What version of contentctl have you tried doing this with? I've just tested with the 4.1 result, and while we don't automatically generate yaml files for the macros to go with each detection, they can be overridden. If you create a macro yaml for the filter macro in a detection, with the correct name matching the filter macro from a search, it will override the value in the generated app instead of the default search * definition.

[pyth0n1c]

Hi @0xC0FFEEEE - let me know what you think about @ljstella's suggestion. I think this is a good balance between allowing the power you're looking for an not creating clutter by having many macros which would have the default values. If we decide to maintain this behavior, I think we have an opportunity for improved documentation. For example, during contentctl new -t detection we could provide guidance about how to override the default-empty filter macro (or we could include this documentation elsewhere).

[0xC0FFEEEE]

@ljstella @pyth0n1c Thanks for your responses. Admittedly I haven't tried again since V3.something where this wasn't the case.

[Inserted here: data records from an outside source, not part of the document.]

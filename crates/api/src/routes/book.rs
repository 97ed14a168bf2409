//! Route definitions for the `/books` resource.

use axum::routing::get;
use axum::Router;

use crate::handlers::book;
use crate::state::AppState;

/// Book routes, relative to `/api`.
///
/// ```text
/// GET    /books/        -> list
/// POST   /books/        -> create
/// GET    /books/{id}/   -> get_by_id
/// PUT    /books/{id}/   -> replace
/// PATCH  /books/{id}/   -> update
/// DELETE /books/{id}/   -> delete
/// ```
pub fn router() -> Router<AppState> {
    let collection = get(book::list).post(book::create);
    let item = get(book::get_by_id)
        .put(book::replace)
        .patch(book::update)
        .delete(book::delete);

    Router::new()
        .route("/books", collection.clone())
        .route("/books/", collection)
        .route("/books/{id}", item.clone())
        .route("/books/{id}/", item)
}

I agree that there would be unnecessary clutter by creating the filter macros by default and that the ability to override them is a happy medium.

Updated documentation on this behaviour would be good. I know you've been busy with some rather big updates and I've fallen behind in understanding the codebase and latest changes.

Thanks again for your replies and kudos for all the work you've been putting into contentctl. I'm going to take a fresh look at migrating us to DaC in the coming weeks.